Sequencing reads used in a metatranscriptomic analysis of changing dynamics in the plankton communities adjacent to aquaculture leases in southern Tasmania, Australia

We hypothesised that the metatranscriptome could be used to monitor changing phytoplankton physiology near leases. To test this hypothesis, opportunistic samples were collected from one oceanic location in winter and one estuarine location in spring and analysed via RNASeq. Transcriptomes from different locations were found to have little overlap, due to different community compositions in the oceanic and estuarine locations. Transcript function was similar at each location. Proximity to the salmon pen had little influence over the transcriptome at the estuarine location. In the oceanic environment, diatom-based production decreased near pens and dinoflagellate-based production increased as demonstrated through the abundance of carbon fixation and nitrogen-acquisition-related transcripts. Our initial results suggest that the use of the metatranscriptome in monitoring is promising.\nLineage: Water samples were filtered through a 5 µm, 47-mm Nuclepore filter, and immediately flash frozen in liquid nitrogen. To extract RNA, cells were homogenized in a custom guanadidium thiocyanate buffer in a bead beater using MoBio lysing matrix E and vortexed for 15 s, then RNA was extracted from the lysate using a TRIzol procedure followed by a Qiagen RNeasy column clean up. RNA was checked for quality using a Fisher nanodrop (minimum quantity = 25 ng RNA per µl), and quantity using an Agilent bioanalyzer with a minimum RIN of 7 (lowered to accommodate the multiple taxa within the extraction and the low yield). Samples were prepared for sequencing at the Ramaciotti Centre for gene function analysis using Illumina’s TruSeq stranded mRNA kit with extended PCR to compensate for the low RNA yield. Samples were run on Illumina’s NextSeq 500 1X75bp using a high output protocol.

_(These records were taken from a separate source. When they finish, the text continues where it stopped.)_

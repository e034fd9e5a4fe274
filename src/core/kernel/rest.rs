use crate::core::errors::ExchangeError;
use crate::core::kernel::signer::{timestamp_millis, Signer};
use crate::core::kernel::transport::{HttpRequest, HttpResponse, HttpTransport, ReqwestTransport};
use async_trait::async_trait;
use reqwest::Method;
use serde_json::Value;
use std::collections::HashMap;
use std::sync::Arc;
use tracing::{debug, instrument, warn};

/// REST client trait for making HTTP requests
///
/// Every operation returns the normalized payload. Successful GET and POST
/// responses are unwrapped to the envelope's `data` field; DELETE returns the
/// whole response body. Non-2xx responses become
/// [`ExchangeError::RemoteError`].
#[async_trait]
pub trait RestClient: Send + Sync {
    /// Make a GET request
    ///
    /// # Arguments
    /// * `endpoint` - The API endpoint path
    /// * `query_params` - Query parameters as key-value pairs
    /// * `authenticated` - Whether to attach authentication headers
    async fn get(
        &self,
        endpoint: &str,
        query_params: &[(&str, &str)],
        authenticated: bool,
    ) -> Result<Value, ExchangeError>;

    /// Make an authenticated POST request with a JSON body
    async fn post(&self, endpoint: &str, body: &Value) -> Result<Value, ExchangeError>;

    /// Make an authenticated DELETE request
    ///
    /// Unlike the other verbs this returns the full response body, not the
    /// inner `data` field.
    async fn delete(
        &self,
        endpoint: &str,
        query_params: &[(&str, &str)],
    ) -> Result<Value, ExchangeError>;
}

/// Which part of a successful response is handed back to the caller
#[derive(Debug, Clone, Copy, PartialEq, Eq)]
pub enum ResponseShape {
    /// The envelope's `data` field
    Payload,
    /// The whole body
    FullBody,
}

/// Configuration for the REST client
#[derive(Clone, Debug)]
pub struct RestClientConfig {
    /// Base URL for the API
    pub base_url: String,
    /// Exchange name for logging and tracing
    pub exchange_name: String,
    /// Request timeout in seconds, enforced by the transport
    pub timeout_seconds: u64,
    /// User agent string to include in requests
    pub user_agent: String,
}

impl RestClientConfig {
    pub fn new(base_url: impl Into<String>, exchange_name: impl Into<String>) -> Self {
        Self {
            base_url: base_url.into(),
            exchange_name: exchange_name.into(),
            timeout_seconds: 30,
            user_agent: concat!("btcturk-rs/", env!("CARGO_PKG_VERSION")).to_string(),
        }
    }

    pub fn with_timeout(mut self, timeout_seconds: u64) -> Self {
        self.timeout_seconds = timeout_seconds;
        self
    }

    pub fn with_user_agent(mut self, user_agent: impl Into<String>) -> Self {
        self.user_agent = user_agent.into();
        self
    }
}

/// Builder for creating REST client instances
pub struct RestClientBuilder {
    config: RestClientConfig,
    signer: Option<Arc<dyn Signer>>,
    transport: Option<Arc<dyn HttpTransport>>,
}

impl RestClientBuilder {
    pub fn new(config: RestClientConfig) -> Self {
        Self {
            config,
            signer: None,
            transport: None,
        }
    }

    /// Set the signer for authenticated requests
    pub fn with_signer(mut self, signer: Arc<dyn Signer>) -> Self {
        self.signer = Some(signer);
        self
    }

    /// Replace the default reqwest transport
    pub fn with_transport(mut self, transport: Arc<dyn HttpTransport>) -> Self {
        self.transport = Some(transport);
        self
    }

    pub fn build(self) -> Result<RestDispatcher, ExchangeError> {
        let transport = match self.transport {
            Some(transport) => transport,
            None => Arc::new(ReqwestTransport::new(&self.config)?),
        };

        Ok(RestDispatcher {
            transport,
            config: self.config,
            signer: self.signer,
        })
    }
}

/// `RestClient` implementation that signs, dispatches and unwraps requests
#[derive(Clone)]
pub struct RestDispatcher {
    transport: Arc<dyn HttpTransport>,
    config: RestClientConfig,
    signer: Option<Arc<dyn Signer>>,
}

impl std::fmt::Debug for RestDispatcher {
    fn fmt(&self, f: &mut std::fmt::Formatter<'_>) -> std::fmt::Result {
        f.debug_struct("RestDispatcher")
            .field("config", &self.config)
            .field("has_signer", &self.signer.is_some())
            .finish_non_exhaustive()
    }
}

impl RestDispatcher {
    pub fn config(&self) -> &RestClientConfig {
        &self.config
    }

    pub fn can_authenticate(&self) -> bool {
        self.signer.is_some()
    }

    fn build_url(&self, endpoint: &str) -> String {
        format!("{}{}", self.config.base_url.trim_end_matches('/'), endpoint)
    }

    /// Headers for one authenticated request, minted from a fresh timestamp
    fn auth_headers(&self) -> Result<HashMap<String, String>, ExchangeError> {
        let signer = self
            .signer
            .as_ref()
            .ok_or(ExchangeError::CredentialsMissing)?;
        signer.sign_request(timestamp_millis()?)
    }

    /// Normalize a raw response into a payload or a `RemoteError`
    pub fn unwrap_response(
        response: HttpResponse,
        shape: ResponseShape,
    ) -> Result<Value, ExchangeError> {
        if !response.is_success() {
            warn!(
                status = response.status,
                status_text = %response.status_text,
                "Request rejected by exchange"
            );
            return Err(ExchangeError::RemoteError {
                status_code: response.status,
                status_text: response.status_text,
            });
        }

        if response.body.trim().is_empty() {
            return Ok(Value::Null);
        }

        let body: Value = serde_json::from_str(&response.body).map_err(|e| {
            ExchangeError::DeserializationError(format!("Failed to parse JSON response: {}", e))
        })?;

        Ok(match shape {
            ResponseShape::FullBody => body,
            ResponseShape::Payload => match body {
                Value::Object(mut envelope) => envelope.remove("data").unwrap_or(Value::Null),
                _ => Value::Null,
            },
        })
    }

    #[instrument(
        skip(self, query_params, body),
        fields(exchange = %self.config.exchange_name, method = %method, endpoint = %endpoint)
    )]
    async fn make_request(
        &self,
        method: Method,
        endpoint: &str,
        query_params: &[(&str, &str)],
        body: Option<Vec<u8>>,
        authenticated: bool,
        shape: ResponseShape,
    ) -> Result<Value, ExchangeError> {
        let mut headers = if authenticated {
            self.auth_headers()?
        } else {
            HashMap::new()
        };

        if body.is_some() {
            headers.insert("Content-Type".to_string(), "application/json".to_string());
        }

        let request = HttpRequest {
            method,
            url: self.build_url(endpoint),
            query: query_params
                .iter()
                .map(|(k, v)| ((*k).to_string(), (*v).to_string()))
                .collect(),
            headers,
            body,
        };

        debug!(authenticated, params = request.query.len(), "Dispatching request");

        let response = self.transport.send(request).await?;
        Self::unwrap_response(response, shape)
    }
}

#[async_trait]
impl RestClient for RestDispatcher {
    async fn get(
        &self,
        endpoint: &str,
        query_params: &[(&str, &str)],
        authenticated: bool,
    ) -> Result<Value, ExchangeError> {
        self.make_request(
            Method::GET,
            endpoint,
            query_params,
            None,
            authenticated,
            ResponseShape::Payload,
        )
        .await
    }

    async fn post(&self, endpoint: &str, body: &Value) -> Result<Value, ExchangeError> {
        let body_bytes = serde_json::to_vec(body).map_err(|e| {
            ExchangeError::SerializationError(format!("Failed to serialize request body: {}", e))
        })?;

        self.make_request(
            Method::POST,
            endpoint,
            &[],
            Some(body_bytes),
            true,
            ResponseShape::Payload,
        )
        .await
    }

    async fn delete(
        &self,
        endpoint: &str,
        query_params: &[(&str, &str)],
    ) -> Result<Value, ExchangeError> {
        self.make_request(
            Method::DELETE,
            endpoint,
            query_params,
            None,
            true,
            ResponseShape::FullBody,
        )
        .await
    }
}
mod common;

use btcturk::core::kernel::{HttpRequest, RestClient};
use btcturk::{
    AccountInfo, ExchangeError, MarketDataSource, OrderIntent, OrderPlacer, OrderSide, Symbol,
};
use common::{
    assert_signed, private_connector, public_connector, RecordingTransport, Reply, BASE_URL,
};
use reqwest::Method;
use serde_json::{json, Value};

fn body_of(request: &HttpRequest) -> Value {
    serde_json::from_slice(request.body.as_ref().expect("request body")).unwrap()
}

#[cfg(test)]
mod market_data_tests {
    use super::*;

    #[tokio::test]
    async fn test_get_pair_scenario() {
        let ticker = json!([{"pair": "BTCTRY", "last": 1_000_000}]);
        let transport = RecordingTransport::new(Reply::data(ticker.clone()));
        let btcturk = public_connector(transport.clone());

        let result = btcturk.get_pair(Some("BTC-TRY")).await.unwrap();
        assert_eq!(result, ticker);

        let request = transport.only_request();
        assert_eq!(request.method, Method::GET);
        assert_eq!(request.url, format!("{}/api/v2/ticker", BASE_URL));
        assert_eq!(request.query, vec![("pairSymbol".to_string(), "BTC_TRY".to_string())]);
        assert!(request.headers.is_empty(), "public calls carry no headers");
    }

    #[tokio::test]
    async fn test_get_pair_without_pair_lists_all() {
        let transport = RecordingTransport::new(Reply::data(json!([])));
        let btcturk = public_connector(transport.clone());

        btcturk.get_pair(None).await.unwrap();
        assert!(transport.only_request().query.is_empty());
    }

    #[tokio::test]
    async fn test_order_book_limit_defaults_to_ten() {
        let transport = RecordingTransport::new(Reply::data(json!({"bids": [], "asks": []})));
        let btcturk = public_connector(transport.clone());

        btcturk.get_order_book("ETH-TRY", None).await.unwrap();
        btcturk.get_order_book("ETH-TRY", Some(50)).await.unwrap();

        let requests = transport.requests();
        assert_eq!(requests[0].url, format!("{}/api/v2/orderbook", BASE_URL));
        assert_eq!(requests[0].query_param("pairSymbol"), Some("ETH_TRY"));
        assert_eq!(requests[0].query_param("limit"), Some("10"));
        assert_eq!(requests[1].query_param("limit"), Some("50"));
    }

    #[tokio::test]
    async fn test_trades_and_ohlc() {
        let transport = RecordingTransport::new(Reply::data(json!([])));
        let btcturk = public_connector(transport.clone());

        btcturk.get_trades("USDT-TRY").await.unwrap();
        btcturk.get_ohlc("USDT-TRY", None).await.unwrap();
        btcturk.get_ohlc("USDT-TRY", Some(3)).await.unwrap();

        let requests = transport.requests();
        assert_eq!(requests[0].url, format!("{}/api/v2/trades", BASE_URL));
        assert_eq!(requests[0].query_param("pairSymbol"), Some("USDT_TRY"));
        assert_eq!(requests[1].url, format!("{}/api/v2/ohlc", BASE_URL));
        assert_eq!(requests[1].query_param("last"), Some("10"));
        assert_eq!(requests[2].query_param("last"), Some("3"));
        assert!(requests.iter().all(|r| r.headers.is_empty()));
    }

    #[tokio::test]
    async fn test_invalid_symbol_never_reaches_transport() {
        let transport = RecordingTransport::new(Reply::data(json!([])));
        let btcturk = public_connector(transport.clone());

        for pair in ["BTCTRY", "BTC-TRY-USD", "-TRY", "BTC-"] {
            let err = btcturk.get_trades(pair).await.unwrap_err();
            assert!(
                matches!(err, ExchangeError::InvalidSymbol(_)),
                "{} gave {:?}",
                pair,
                err
            );
        }
        assert!(transport.requests().is_empty());
    }
}

#[cfg(test)]
mod private_endpoint_tests {
    use super::*;

    #[tokio::test]
    async fn test_limit_order_scenario() {
        let transport = RecordingTransport::new(Reply::data(json!({"id": 9_876_543})));
        let btcturk = private_connector(transport.clone());

        let result = btcturk
            .submit_limit_order(
                "BTC-TRY",
                "buy".parse().unwrap(),
                "100000".parse().unwrap(),
                "0.01".parse().unwrap(),
            )
            .await
            .unwrap();
        assert_eq!(result, json!({"id": 9_876_543}));

        let request = transport.only_request();
        assert_eq!(request.method, Method::POST);
        assert_eq!(request.url, format!("{}/api/v1/order", BASE_URL));
        assert_eq!(
            body_of(&request),
            json!({
                "quantity": "0.01",
                "price": "100000",
                "orderMethod": "limit",
                "orderType": "buy",
                "pairSymbol": "BTCTRY"
            })
        );
        assert_eq!(request.header("Content-Type"), Some("application/json"));
        assert_signed(&request);
    }

    #[tokio::test]
    async fn test_market_and_stop_order_bodies() {
        let transport = RecordingTransport::new(Reply::data(json!({})));
        let btcturk = private_connector(transport.clone());

        btcturk
            .submit_market_order("ETH-USDT", OrderSide::Sell, "1.5".parse().unwrap())
            .await
            .unwrap();
        btcturk
            .submit_stop_market_order(
                "ETH-USDT",
                OrderSide::Sell,
                "1800".parse().unwrap(),
                "1.5".parse().unwrap(),
            )
            .await
            .unwrap();
        btcturk
            .submit_stop_limit_order(
                "ETH-USDT",
                OrderSide::Buy,
                "2100".parse().unwrap(),
                "2105.5".parse().unwrap(),
                "1.5".parse().unwrap(),
            )
            .await
            .unwrap();

        let requests = transport.requests();
        assert_eq!(
            body_of(&requests[0]),
            json!({
                "quantity": "1.5",
                "orderMethod": "market",
                "orderType": "sell",
                "pairSymbol": "ETHUSDT"
            })
        );
        assert_eq!(
            body_of(&requests[1]),
            json!({
                "quantity": "1.5",
                "stopPrice": "1800",
                "orderMethod": "stopMarket",
                "orderType": "sell",
                "pairSymbol": "ETHUSDT"
            })
        );
        assert_eq!(
            body_of(&requests[2]),
            json!({
                "quantity": "1.5",
                "price": "2105.5",
                "stopPrice": "2100",
                "orderMethod": "stopLimit",
                "orderType": "buy",
                "pairSymbol": "ETHUSDT"
            })
        );
        requests.iter().for_each(assert_signed);
    }

    #[tokio::test]
    async fn test_order_with_invalid_pair_never_reaches_transport() {
        let transport = RecordingTransport::new(Reply::data(json!({"id": 1})));
        let btcturk = private_connector(transport.clone());

        for pair in ["BTCTRY", "BTC_TRY", "btc-try", "BTC-TRY-USD", "-TRY"] {
            let results = vec![
                btcturk
                    .submit_market_order(pair, OrderSide::Buy, "1".parse().unwrap())
                    .await,
                btcturk
                    .submit_limit_order(
                        pair,
                        OrderSide::Buy,
                        "100000".parse().unwrap(),
                        "0.01".parse().unwrap(),
                    )
                    .await,
                btcturk
                    .submit_stop_market_order(
                        pair,
                        OrderSide::Sell,
                        "90000".parse().unwrap(),
                        "0.01".parse().unwrap(),
                    )
                    .await,
                btcturk
                    .submit_stop_limit_order(
                        pair,
                        OrderSide::Sell,
                        "90000".parse().unwrap(),
                        "89500".parse().unwrap(),
                        "0.01".parse().unwrap(),
                    )
                    .await,
            ];
            for result in results {
                assert!(
                    matches!(result, Err(ExchangeError::InvalidSymbol(_))),
                    "{} gave {:?}",
                    pair,
                    result
                );
            }
        }
        assert!(transport.requests().is_empty());
    }

    #[tokio::test]
    async fn test_place_order_sends_compact_pair() {
        let transport = RecordingTransport::new(Reply::data(json!({"id": 2})));
        let btcturk = private_connector(transport.clone());

        let symbol: Symbol = "AVAX-TRY".parse().unwrap();
        let intent = OrderIntent::market(&symbol, OrderSide::Buy, "3".parse().unwrap());
        btcturk.place_order(intent).await.unwrap();

        let request = transport.only_request();
        assert_eq!(body_of(&request)["pairSymbol"], "AVAXTRY");
        assert_signed(&request);
    }

    #[tokio::test]
    async fn test_account_reads_are_signed_gets() {
        let transport = RecordingTransport::new(Reply::data(json!([{"asset": "TRY"}])));
        let btcturk = private_connector(transport.clone());

        let balances = btcturk.get_account_balance().await.unwrap();
        assert_eq!(balances, json!([{"asset": "TRY"}]));
        btcturk.get_transactions().await.unwrap();
        btcturk.get_open_orders("BTC-TRY").await.unwrap();
        btcturk.get_all_orders("BTC-TRY").await.unwrap();

        let requests = transport.requests();
        let urls: Vec<_> = requests.iter().map(|r| r.url.as_str()).collect();
        assert_eq!(
            urls,
            [
                "https://api.btcturk.test/api/v1/users/balances",
                "https://api.btcturk.test/api/v1/users/transactions/trade",
                "https://api.btcturk.test/api/v1/openOrders",
                "https://api.btcturk.test/api/v1/allOrders",
            ]
        );
        assert_eq!(requests[2].query_param("pairSymbol"), Some("BTC_TRY"));
        assert_eq!(requests[3].query_param("pairSymbol"), Some("BTC_TRY"));
        for request in &requests {
            assert_eq!(request.method, Method::GET);
            assert_signed(request);
        }
    }

    #[tokio::test]
    async fn test_cancel_order_returns_full_envelope() {
        let envelope = json!({"success": true, "message": "SUCCESS", "code": 0});
        let transport = RecordingTransport::new(Reply::ok(envelope.clone()));
        let btcturk = private_connector(transport.clone());

        let result = btcturk.cancel_order("123456").await.unwrap();
        assert_eq!(result, envelope, "DELETE keeps the whole body");

        let request = transport.only_request();
        assert_eq!(request.method, Method::DELETE);
        assert_eq!(request.url, format!("{}/api/v1/order", BASE_URL));
        assert_eq!(request.query, vec![("id".to_string(), "123456".to_string())]);
        assert!(request.body.is_none());
        assert_signed(&request);
    }

    #[tokio::test]
    async fn test_private_calls_without_credentials_fail_before_network() {
        let transport = RecordingTransport::new(Reply::data(json!([])));
        let btcturk = public_connector(transport.clone());

        let results = vec![
            btcturk.get_account_balance().await,
            btcturk.get_transactions().await,
            btcturk.get_open_orders("BTC-TRY").await,
            btcturk.get_all_orders("BTC-TRY").await,
            btcturk
                .submit_market_order("BTC-TRY", OrderSide::Buy, "1".parse().unwrap())
                .await,
            btcturk
                .submit_limit_order(
                    "BTC-TRY",
                    OrderSide::Buy,
                    "100000".parse().unwrap(),
                    "0.01".parse().unwrap(),
                )
                .await,
            btcturk.cancel_order("1").await,
        ];

        for result in results {
            assert!(matches!(result, Err(ExchangeError::CredentialsMissing)));
        }
        assert!(transport.requests().is_empty());
    }
}

#[cfg(test)]
mod error_tests {
    use super::*;

    #[tokio::test]
    async fn test_remote_error_keeps_status_only() {
        let transport = RecordingTransport::new(Reply::Status(
            401,
            "Unauthorized",
            r#"{"success":false,"message":"Unauthorized","code":1}"#.to_string(),
        ));
        let btcturk = private_connector(transport.clone());

        let err = btcturk.get_account_balance().await.unwrap_err();
        assert_eq!(err.remote_status(), Some((401, "Unauthorized")));
    }

    #[tokio::test]
    async fn test_remote_error_on_delete() {
        let transport = RecordingTransport::new(Reply::Status(
            404,
            "Not Found",
            String::new(),
        ));
        let btcturk = private_connector(transport.clone());

        let err = btcturk.cancel_order("404").await.unwrap_err();
        assert!(matches!(
            err,
            ExchangeError::RemoteError { status_code: 404, ref status_text } if status_text == "Not Found"
        ));
    }

    #[tokio::test]
    async fn test_transport_failure_is_not_remote_error() {
        let transport = RecordingTransport::new(Reply::Unreachable);
        let btcturk = public_connector(transport.clone());

        let err = btcturk.get_pair(Some("BTC-TRY")).await.unwrap_err();
        assert!(err.is_transport());
        assert!(err.remote_status().is_none());
    }

    #[tokio::test]
    async fn test_reqwest_transport_connection_refused() {
        let rest = btcturk::BtcturkBuilder::new()
            .with_base_url("http://127.0.0.1:1")
            .with_rest_timeout(5)
            .build_rest()
            .unwrap();

        let err = rest.get("/api/v2/ticker", &[], false).await.unwrap_err();
        assert!(err.is_transport(), "got {:?}", err);
    }
}

#[cfg(test)]
mod concurrency_tests {
    use super::*;
    use futures::future::join_all;

    #[tokio::test]
    async fn test_concurrent_calls_each_sign_their_own_request() {
        let transport = RecordingTransport::new(Reply::data(json!([])));
        let btcturk = private_connector(transport.clone());

        let calls = (0..8).map(|_| btcturk.get_account_balance());
        let results = join_all(calls).await;
        assert!(results.iter().all(Result::is_ok));

        let requests = transport.requests();
        assert_eq!(requests.len(), 8);
        requests.iter().for_each(assert_signed);
    }
}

我们提出假说：宏转录组（metatranscriptome）可用于监测水产养殖租赁海域附近浮游植物（phytoplankton）生理状态的动态变化。为验证该假说，我们于冬季在一处海洋点位、春季在一处河口点位采集偶遇样本，并通过RNA测序（RNASeq）开展分析。结果显示，不同点位的转录组（transcriptome）重叠度极低，这源于海洋与河口点位的群落组成差异显著；但各点位的转录本功能整体较为相似。河口点位的转录组特征受三文鱼养殖网箱（salmon pen）的空间距离影响极小。在海洋环境中，养殖网箱附近以硅藻（diatom）为优势类群的初级生产力下降，而以甲藻（dinoflagellate）为优势类群的初级生产力上升，该现象可通过固碳与氮获取相关转录本的丰度变化得到验证。本研究初步结果表明，宏转录组应用于近海养殖环境监测的前景可观。 样本处理与测序流程：水样经5 µm、47 mm孔径的Nuclepore滤膜（Nuclepore filter）过滤后，立即置于液氮中快速冷冻。RNA提取环节：将滤膜截留的细胞置于定制的硫氰酸胍缓冲液中，使用MoBio裂解基质E（MoBio lysing matrix E）在珠磨式均质器中进行均质处理，随后涡旋振荡15秒；裂解液经TRIzol试剂法提取总RNA后，再通过Qiagen RNeasy柱式纯化试剂盒完成RNA纯化。使用Fisher NanoDrop（Fisher nanodrop）检测RNA浓度，要求最低浓度不低于25 ng/μL；使用Agilent生物分析仪（Agilent bioanalyzer）评估RNA完整性，要求RNA完整性指数（RNA Integrity Number, RIN）不低于7（该阈值适当下调，以适配提取样本中多类群共存且RNA得率较低的实际情况）。样本建库环节：于Ramaciotti基因功能分析中心（Ramaciotti Centre for gene function analysis）使用Illumina TruSeq链特异性mRNA建库试剂盒进行建库，为补偿低RNA得率，适当延长了PCR扩增循环次数。测序环节：使用Illumina NextSeq 500测序平台，采用高通量输出模式，完成1×75 bp单端测序。